*Exercise prompt:* Locate each line in the records containing "never". Copy it.

Segment Start: Data provided

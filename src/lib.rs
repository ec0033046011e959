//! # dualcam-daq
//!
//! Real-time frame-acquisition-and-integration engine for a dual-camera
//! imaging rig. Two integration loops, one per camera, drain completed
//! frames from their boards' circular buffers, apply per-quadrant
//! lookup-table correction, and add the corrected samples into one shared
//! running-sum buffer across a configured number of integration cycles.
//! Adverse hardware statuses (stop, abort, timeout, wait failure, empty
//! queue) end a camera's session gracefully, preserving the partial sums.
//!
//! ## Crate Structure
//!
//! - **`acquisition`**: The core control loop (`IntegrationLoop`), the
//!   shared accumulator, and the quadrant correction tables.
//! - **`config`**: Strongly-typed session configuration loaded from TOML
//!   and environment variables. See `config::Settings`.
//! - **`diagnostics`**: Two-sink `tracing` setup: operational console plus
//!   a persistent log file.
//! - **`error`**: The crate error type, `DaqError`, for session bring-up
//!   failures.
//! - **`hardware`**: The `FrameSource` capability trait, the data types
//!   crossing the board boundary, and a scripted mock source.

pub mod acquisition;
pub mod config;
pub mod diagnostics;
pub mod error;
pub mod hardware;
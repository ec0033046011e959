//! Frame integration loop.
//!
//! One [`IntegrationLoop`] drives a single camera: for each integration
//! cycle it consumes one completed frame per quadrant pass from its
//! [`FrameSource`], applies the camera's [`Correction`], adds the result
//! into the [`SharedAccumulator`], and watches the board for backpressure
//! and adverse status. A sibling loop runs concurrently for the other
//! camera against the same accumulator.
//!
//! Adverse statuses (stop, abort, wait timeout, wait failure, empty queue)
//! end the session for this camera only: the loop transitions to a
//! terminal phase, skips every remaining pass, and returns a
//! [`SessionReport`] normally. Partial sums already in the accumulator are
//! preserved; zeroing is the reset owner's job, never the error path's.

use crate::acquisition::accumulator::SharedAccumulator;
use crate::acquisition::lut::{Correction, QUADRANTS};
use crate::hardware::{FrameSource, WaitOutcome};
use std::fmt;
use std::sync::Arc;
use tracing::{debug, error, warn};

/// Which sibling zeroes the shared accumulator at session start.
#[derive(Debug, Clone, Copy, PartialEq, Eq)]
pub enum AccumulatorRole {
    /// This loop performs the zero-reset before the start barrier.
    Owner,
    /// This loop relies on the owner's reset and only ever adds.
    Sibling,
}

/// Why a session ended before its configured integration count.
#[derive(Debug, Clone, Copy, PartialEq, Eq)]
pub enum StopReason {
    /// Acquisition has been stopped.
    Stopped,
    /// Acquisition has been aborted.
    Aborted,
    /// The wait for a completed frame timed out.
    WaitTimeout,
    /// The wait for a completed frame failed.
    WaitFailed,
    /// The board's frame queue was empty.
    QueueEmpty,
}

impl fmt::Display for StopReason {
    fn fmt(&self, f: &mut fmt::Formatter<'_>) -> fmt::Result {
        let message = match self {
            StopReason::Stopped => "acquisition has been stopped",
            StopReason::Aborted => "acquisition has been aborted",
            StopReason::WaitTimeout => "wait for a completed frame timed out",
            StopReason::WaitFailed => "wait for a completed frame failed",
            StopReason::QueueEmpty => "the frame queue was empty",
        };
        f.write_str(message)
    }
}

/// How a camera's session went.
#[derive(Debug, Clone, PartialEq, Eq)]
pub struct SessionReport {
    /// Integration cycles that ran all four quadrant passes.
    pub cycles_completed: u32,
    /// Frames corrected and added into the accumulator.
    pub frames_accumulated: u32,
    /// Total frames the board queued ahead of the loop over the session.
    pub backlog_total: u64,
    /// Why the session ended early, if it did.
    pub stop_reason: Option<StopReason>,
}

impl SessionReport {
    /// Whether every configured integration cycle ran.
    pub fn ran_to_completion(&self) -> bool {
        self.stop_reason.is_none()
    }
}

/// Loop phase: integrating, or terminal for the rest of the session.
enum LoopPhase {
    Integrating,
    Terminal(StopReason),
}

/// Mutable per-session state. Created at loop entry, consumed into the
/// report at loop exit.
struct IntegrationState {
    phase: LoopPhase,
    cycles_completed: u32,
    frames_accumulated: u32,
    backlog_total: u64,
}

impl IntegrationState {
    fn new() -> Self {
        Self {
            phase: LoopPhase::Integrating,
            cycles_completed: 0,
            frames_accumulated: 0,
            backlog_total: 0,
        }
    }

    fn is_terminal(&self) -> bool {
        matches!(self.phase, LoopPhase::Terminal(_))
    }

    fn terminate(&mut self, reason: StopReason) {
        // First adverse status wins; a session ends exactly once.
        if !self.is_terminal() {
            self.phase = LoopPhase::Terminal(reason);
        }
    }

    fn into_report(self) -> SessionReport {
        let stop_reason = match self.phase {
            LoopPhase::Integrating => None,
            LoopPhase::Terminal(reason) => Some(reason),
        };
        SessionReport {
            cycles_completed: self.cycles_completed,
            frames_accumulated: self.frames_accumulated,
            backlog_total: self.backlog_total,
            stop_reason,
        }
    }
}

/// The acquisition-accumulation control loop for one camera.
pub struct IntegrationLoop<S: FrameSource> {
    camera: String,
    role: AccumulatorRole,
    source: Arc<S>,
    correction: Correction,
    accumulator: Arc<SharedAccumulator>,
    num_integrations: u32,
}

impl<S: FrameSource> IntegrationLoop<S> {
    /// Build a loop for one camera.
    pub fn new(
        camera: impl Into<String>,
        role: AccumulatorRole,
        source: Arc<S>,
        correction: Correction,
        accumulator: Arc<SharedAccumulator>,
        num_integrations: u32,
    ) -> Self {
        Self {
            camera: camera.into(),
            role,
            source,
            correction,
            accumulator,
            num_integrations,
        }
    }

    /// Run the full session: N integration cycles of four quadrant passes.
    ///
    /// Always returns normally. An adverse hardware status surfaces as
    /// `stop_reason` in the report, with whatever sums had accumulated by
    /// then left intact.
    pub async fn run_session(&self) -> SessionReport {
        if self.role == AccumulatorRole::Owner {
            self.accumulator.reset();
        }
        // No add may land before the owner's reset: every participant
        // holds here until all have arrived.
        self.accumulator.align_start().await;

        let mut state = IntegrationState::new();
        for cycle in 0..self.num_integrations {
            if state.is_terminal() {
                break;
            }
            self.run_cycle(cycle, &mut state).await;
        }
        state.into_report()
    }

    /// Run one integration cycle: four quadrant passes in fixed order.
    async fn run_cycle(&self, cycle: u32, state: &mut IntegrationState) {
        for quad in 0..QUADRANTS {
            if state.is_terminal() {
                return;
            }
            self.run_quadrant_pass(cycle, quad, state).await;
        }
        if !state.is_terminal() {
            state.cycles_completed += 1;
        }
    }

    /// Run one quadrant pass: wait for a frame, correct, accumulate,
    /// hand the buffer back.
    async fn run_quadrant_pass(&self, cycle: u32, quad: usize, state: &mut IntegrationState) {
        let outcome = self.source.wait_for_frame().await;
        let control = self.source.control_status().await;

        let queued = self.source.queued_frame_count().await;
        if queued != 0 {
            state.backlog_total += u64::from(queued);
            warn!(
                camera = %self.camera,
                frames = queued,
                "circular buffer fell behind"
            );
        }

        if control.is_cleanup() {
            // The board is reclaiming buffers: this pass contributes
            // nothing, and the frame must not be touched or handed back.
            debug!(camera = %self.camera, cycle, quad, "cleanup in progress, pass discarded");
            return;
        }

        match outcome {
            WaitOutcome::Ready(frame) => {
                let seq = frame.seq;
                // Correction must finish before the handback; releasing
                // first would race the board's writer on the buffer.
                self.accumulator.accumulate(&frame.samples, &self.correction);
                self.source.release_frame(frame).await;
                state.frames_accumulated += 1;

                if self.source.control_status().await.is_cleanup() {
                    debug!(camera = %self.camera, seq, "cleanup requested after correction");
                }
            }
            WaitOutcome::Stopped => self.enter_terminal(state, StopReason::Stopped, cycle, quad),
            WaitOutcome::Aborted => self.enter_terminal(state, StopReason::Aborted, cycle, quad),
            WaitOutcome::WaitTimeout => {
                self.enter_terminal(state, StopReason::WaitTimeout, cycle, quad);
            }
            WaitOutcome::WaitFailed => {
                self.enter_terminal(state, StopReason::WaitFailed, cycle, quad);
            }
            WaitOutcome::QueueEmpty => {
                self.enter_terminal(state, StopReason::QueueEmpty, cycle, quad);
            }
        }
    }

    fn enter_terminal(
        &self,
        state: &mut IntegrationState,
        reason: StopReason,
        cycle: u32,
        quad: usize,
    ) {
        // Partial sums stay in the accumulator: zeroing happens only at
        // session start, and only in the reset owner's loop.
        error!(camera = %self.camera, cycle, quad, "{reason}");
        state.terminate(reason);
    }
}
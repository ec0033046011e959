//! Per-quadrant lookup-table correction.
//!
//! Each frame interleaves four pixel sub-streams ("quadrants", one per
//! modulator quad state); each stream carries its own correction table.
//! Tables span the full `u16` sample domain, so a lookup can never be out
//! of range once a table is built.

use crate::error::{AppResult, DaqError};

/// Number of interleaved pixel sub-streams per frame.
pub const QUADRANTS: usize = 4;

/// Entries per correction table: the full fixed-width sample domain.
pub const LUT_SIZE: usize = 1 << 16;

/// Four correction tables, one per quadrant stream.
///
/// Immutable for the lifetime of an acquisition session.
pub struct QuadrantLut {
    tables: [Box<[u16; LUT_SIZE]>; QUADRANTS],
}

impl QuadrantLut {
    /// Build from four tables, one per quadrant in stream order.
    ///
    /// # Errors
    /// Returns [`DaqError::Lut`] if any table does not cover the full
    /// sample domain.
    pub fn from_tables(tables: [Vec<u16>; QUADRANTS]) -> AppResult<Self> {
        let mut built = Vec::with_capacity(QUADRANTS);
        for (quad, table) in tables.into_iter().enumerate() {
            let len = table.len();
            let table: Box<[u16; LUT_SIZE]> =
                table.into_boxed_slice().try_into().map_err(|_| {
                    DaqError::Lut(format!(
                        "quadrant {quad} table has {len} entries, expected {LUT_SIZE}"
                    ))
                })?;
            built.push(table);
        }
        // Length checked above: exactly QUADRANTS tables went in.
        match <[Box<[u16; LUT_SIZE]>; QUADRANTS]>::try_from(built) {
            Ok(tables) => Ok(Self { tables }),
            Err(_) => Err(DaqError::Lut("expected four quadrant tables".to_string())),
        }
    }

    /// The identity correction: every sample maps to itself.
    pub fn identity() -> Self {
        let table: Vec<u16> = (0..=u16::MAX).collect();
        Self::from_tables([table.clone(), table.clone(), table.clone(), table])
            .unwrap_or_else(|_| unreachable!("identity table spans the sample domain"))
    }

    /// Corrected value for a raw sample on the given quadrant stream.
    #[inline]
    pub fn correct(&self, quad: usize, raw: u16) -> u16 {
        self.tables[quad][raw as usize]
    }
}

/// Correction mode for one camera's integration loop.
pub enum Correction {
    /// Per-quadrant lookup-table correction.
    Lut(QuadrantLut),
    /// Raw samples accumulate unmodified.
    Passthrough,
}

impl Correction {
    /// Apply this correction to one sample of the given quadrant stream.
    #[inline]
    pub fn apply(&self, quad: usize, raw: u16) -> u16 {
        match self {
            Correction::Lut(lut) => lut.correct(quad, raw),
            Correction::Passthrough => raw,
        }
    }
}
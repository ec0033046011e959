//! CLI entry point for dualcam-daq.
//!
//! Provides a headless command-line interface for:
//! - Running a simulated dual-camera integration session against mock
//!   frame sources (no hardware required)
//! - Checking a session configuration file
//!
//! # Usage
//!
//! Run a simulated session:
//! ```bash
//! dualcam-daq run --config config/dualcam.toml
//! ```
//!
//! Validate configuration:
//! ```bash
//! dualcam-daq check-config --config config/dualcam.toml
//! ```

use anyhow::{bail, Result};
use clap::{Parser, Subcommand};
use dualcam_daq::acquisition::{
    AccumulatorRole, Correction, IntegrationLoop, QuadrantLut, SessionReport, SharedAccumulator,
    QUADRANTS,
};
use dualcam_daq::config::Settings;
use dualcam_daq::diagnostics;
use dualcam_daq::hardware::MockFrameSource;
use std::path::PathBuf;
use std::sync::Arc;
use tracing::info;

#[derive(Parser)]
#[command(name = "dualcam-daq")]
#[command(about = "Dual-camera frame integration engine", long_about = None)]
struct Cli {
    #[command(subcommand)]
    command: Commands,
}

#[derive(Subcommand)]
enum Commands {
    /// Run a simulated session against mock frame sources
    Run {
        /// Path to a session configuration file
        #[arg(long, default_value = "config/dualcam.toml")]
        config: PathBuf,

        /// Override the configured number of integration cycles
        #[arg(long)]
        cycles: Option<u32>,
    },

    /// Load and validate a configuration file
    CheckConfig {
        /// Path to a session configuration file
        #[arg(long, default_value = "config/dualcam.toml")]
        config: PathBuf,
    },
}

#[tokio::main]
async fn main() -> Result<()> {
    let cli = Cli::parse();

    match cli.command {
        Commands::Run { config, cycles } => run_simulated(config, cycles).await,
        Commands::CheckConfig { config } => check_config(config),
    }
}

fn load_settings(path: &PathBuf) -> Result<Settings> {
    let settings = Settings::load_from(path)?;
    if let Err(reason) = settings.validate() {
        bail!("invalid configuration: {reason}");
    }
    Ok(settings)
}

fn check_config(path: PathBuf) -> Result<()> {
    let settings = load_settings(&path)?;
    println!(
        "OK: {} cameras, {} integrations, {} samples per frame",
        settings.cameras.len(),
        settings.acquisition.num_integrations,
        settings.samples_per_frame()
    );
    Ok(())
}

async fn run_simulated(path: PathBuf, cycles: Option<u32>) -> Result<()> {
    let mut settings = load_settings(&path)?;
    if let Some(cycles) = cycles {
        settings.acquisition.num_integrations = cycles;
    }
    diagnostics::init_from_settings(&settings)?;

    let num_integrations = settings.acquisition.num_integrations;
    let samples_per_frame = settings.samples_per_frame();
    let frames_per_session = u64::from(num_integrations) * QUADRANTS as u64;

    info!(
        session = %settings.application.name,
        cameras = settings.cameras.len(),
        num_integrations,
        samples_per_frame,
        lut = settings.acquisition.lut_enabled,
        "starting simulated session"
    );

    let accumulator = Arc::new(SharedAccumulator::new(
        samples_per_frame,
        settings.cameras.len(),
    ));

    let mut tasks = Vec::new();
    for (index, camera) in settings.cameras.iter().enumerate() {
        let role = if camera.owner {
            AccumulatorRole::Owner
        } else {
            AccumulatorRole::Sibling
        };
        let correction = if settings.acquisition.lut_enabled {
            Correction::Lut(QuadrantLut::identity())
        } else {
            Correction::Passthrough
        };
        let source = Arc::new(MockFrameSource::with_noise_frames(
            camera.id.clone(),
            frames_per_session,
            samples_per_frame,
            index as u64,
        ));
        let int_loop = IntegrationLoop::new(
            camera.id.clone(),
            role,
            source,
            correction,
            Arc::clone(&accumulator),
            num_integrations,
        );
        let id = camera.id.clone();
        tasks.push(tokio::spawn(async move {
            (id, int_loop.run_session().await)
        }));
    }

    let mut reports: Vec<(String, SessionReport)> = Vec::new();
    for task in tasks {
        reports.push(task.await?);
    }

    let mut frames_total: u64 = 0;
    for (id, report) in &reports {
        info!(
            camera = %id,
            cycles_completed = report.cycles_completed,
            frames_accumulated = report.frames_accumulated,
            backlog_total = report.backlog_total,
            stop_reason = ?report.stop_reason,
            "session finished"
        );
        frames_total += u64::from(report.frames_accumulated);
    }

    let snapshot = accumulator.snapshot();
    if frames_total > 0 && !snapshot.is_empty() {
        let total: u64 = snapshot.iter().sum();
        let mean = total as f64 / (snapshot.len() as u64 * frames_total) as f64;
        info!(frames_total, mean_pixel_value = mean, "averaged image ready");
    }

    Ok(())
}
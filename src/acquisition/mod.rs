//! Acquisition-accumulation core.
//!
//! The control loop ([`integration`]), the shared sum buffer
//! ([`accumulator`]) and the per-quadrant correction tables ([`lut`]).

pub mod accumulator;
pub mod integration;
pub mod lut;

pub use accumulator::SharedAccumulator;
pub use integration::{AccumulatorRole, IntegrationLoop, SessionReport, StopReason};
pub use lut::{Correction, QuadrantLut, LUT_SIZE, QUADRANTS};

Segment End: Data provided

*Response to the task:*
//! preserved; zeroing is the reset owner's job, never the error path's.
//! Tables span the full `u16` sample domain, so a lookup can never be out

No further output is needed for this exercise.